▶ **Aim of the task**
Where the records below reach the line containing "fn type_order(&self) ->", start transcribing, and end with the line containing "match (self, other)", exactly and with nothing else added.

▶ **Dataset excerpts**

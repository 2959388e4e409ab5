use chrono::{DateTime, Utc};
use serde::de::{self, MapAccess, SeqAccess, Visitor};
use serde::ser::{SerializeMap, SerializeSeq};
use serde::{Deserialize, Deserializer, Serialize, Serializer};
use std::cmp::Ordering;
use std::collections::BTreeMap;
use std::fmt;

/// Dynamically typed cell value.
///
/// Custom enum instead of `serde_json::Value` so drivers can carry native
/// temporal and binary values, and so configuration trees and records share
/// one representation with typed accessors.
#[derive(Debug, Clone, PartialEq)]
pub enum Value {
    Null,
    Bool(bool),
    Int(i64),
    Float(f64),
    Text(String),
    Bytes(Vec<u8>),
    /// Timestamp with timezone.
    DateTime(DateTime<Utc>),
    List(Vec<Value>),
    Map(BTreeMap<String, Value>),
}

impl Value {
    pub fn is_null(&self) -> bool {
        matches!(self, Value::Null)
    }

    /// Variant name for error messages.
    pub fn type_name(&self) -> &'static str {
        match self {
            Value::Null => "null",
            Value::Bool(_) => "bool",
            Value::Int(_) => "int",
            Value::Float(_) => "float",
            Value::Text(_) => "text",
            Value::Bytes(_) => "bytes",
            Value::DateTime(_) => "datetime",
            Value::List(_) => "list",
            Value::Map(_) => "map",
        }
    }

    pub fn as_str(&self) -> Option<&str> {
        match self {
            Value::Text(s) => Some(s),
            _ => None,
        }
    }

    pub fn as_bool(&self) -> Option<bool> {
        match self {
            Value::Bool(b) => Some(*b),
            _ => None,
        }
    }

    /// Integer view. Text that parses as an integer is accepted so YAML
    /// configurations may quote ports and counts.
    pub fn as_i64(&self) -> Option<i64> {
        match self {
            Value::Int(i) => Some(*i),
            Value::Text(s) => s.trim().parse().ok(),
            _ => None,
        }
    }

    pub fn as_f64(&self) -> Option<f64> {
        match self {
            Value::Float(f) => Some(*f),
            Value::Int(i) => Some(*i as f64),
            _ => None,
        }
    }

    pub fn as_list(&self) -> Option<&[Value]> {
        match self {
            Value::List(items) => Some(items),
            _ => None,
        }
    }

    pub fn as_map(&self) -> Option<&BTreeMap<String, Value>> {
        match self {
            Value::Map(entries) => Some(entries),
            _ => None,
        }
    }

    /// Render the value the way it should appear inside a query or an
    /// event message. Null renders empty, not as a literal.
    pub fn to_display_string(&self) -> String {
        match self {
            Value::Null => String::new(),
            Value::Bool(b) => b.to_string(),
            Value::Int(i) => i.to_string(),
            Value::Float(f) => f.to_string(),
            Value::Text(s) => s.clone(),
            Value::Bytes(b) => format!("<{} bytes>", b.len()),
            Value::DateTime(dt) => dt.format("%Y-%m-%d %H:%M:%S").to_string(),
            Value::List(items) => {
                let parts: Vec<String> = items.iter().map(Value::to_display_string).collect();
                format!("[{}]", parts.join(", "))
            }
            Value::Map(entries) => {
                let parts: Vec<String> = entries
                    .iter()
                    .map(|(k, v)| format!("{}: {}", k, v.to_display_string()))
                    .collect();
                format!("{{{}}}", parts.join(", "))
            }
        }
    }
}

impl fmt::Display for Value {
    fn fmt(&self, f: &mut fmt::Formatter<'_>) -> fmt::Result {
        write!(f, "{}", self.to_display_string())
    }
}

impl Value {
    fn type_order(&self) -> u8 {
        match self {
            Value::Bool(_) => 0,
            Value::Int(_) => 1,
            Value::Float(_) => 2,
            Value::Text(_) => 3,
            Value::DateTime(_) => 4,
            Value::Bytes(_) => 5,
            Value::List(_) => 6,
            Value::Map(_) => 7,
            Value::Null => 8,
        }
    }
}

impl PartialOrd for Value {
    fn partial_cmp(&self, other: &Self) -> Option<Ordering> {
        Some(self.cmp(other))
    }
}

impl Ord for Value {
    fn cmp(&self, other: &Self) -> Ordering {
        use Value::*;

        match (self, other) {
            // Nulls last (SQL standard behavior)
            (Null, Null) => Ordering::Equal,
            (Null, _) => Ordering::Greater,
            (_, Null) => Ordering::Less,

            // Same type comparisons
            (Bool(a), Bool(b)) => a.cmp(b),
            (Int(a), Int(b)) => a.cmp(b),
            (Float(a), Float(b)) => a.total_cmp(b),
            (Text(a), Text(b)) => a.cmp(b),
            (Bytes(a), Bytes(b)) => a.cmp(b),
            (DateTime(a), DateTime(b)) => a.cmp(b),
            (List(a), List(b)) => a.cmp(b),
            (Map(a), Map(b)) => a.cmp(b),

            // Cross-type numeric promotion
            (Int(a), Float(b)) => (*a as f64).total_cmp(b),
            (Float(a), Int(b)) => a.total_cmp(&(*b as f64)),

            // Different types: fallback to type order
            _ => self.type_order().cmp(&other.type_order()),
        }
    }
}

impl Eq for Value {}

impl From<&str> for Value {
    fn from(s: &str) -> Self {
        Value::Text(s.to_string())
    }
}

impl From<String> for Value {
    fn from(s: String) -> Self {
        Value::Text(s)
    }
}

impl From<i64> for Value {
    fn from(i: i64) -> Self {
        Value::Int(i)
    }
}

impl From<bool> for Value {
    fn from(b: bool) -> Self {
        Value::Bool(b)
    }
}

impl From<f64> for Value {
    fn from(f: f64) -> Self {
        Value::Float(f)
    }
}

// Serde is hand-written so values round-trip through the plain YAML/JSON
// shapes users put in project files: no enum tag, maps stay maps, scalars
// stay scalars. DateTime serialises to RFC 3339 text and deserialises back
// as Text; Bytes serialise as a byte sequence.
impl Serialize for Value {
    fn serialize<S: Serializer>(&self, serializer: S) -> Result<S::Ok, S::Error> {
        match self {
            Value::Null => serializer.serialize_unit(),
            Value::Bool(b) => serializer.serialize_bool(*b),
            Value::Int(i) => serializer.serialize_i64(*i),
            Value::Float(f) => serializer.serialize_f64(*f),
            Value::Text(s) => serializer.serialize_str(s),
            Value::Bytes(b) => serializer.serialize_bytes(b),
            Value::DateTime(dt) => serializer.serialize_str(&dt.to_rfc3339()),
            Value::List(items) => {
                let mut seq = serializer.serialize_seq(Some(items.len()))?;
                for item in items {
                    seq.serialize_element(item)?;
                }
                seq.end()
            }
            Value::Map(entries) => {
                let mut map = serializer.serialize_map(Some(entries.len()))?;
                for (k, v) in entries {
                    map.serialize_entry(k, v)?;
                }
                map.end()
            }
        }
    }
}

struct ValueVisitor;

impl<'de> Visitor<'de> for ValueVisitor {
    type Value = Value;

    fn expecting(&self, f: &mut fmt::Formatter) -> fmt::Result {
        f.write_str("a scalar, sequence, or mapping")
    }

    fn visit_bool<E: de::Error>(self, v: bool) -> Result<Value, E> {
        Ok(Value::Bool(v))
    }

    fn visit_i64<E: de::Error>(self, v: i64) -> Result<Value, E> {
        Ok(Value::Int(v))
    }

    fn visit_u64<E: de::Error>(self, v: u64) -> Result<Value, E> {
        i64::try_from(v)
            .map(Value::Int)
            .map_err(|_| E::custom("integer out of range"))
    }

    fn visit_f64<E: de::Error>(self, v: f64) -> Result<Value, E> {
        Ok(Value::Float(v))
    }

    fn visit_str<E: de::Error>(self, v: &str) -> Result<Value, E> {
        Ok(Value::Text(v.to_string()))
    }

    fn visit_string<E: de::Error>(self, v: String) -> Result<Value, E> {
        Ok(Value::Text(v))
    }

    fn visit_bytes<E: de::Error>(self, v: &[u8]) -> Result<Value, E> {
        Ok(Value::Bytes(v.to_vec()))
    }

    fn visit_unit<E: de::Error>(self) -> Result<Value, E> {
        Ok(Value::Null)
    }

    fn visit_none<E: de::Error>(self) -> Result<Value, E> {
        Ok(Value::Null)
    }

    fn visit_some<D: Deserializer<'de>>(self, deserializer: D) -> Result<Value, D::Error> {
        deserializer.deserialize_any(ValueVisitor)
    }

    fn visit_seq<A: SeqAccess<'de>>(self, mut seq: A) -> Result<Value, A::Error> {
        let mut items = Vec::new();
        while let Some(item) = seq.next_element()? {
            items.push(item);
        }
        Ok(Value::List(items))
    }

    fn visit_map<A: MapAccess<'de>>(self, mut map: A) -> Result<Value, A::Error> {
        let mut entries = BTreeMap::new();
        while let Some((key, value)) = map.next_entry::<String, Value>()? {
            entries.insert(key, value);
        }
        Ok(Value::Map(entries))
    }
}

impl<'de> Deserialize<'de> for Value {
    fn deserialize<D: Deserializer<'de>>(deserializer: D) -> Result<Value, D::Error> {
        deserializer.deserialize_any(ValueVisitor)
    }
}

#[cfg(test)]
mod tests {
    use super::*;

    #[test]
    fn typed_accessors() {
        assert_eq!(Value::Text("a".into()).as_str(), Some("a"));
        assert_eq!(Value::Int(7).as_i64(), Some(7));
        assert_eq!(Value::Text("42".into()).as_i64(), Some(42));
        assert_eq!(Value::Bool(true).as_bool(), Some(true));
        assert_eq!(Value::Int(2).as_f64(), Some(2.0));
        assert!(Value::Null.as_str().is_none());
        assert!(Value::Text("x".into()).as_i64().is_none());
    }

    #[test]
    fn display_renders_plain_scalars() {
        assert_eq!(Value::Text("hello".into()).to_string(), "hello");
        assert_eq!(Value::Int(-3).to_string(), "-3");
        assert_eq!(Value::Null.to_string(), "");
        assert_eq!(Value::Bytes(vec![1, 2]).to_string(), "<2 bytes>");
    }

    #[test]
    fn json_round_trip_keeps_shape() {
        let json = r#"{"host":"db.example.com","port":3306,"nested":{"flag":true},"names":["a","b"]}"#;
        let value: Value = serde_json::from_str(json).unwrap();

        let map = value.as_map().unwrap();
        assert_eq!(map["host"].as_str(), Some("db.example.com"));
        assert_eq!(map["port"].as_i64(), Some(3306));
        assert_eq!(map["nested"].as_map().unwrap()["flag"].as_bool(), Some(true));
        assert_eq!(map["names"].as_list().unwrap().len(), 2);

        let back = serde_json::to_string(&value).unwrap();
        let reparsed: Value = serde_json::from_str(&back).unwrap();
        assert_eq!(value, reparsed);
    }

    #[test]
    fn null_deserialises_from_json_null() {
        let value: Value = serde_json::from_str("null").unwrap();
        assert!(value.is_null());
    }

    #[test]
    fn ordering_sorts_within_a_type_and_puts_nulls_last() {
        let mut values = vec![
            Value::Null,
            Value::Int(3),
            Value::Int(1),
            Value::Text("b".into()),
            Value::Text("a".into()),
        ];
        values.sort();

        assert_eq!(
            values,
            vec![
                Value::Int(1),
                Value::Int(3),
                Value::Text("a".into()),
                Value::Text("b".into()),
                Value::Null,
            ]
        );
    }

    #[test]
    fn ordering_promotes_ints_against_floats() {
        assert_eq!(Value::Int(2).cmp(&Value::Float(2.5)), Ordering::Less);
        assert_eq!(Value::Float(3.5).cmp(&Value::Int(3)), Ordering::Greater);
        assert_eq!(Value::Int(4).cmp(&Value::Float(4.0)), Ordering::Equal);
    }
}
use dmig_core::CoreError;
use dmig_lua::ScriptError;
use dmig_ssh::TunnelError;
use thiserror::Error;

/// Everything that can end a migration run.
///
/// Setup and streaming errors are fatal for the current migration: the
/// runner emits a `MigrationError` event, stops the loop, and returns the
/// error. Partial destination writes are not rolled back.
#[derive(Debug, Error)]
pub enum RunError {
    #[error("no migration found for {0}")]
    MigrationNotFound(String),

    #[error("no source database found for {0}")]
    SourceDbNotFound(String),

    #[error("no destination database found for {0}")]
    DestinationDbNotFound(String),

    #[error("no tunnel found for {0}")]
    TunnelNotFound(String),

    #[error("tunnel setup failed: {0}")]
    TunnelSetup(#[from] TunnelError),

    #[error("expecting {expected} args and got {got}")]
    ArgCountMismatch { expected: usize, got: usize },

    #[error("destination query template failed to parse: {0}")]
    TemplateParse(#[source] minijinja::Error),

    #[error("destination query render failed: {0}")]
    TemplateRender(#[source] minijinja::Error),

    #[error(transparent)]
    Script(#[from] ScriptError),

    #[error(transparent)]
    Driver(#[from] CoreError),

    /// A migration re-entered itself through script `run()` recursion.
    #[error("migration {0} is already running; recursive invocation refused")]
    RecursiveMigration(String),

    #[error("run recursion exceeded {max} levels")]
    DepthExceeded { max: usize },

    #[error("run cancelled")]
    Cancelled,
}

▶ **Exercise solution**
    fn type_order(&self) -> u8 {
        match self {
            Value::Bool(_) => 0,
            Value::Int(_) => 1,
            Value::Float(_) => 2,
            Value::Text(_) => 3,
            Value::DateTime(_) => 4,
            Value::Bytes(_) => 5,
            Value::List(_) => 6,
            Value::Map(_) => 7,
            Value::Null => 8,
        }
    }
}

impl PartialOrd for Value {
    fn partial_cmp(&self, other: &Self) -> Option<Ordering> {
        Some(self.cmp(other))
    }
}

impl Ord for Value {
    fn cmp(&self, other: &Self) -> Ordering {
        use Value::*;

        match (self, other) {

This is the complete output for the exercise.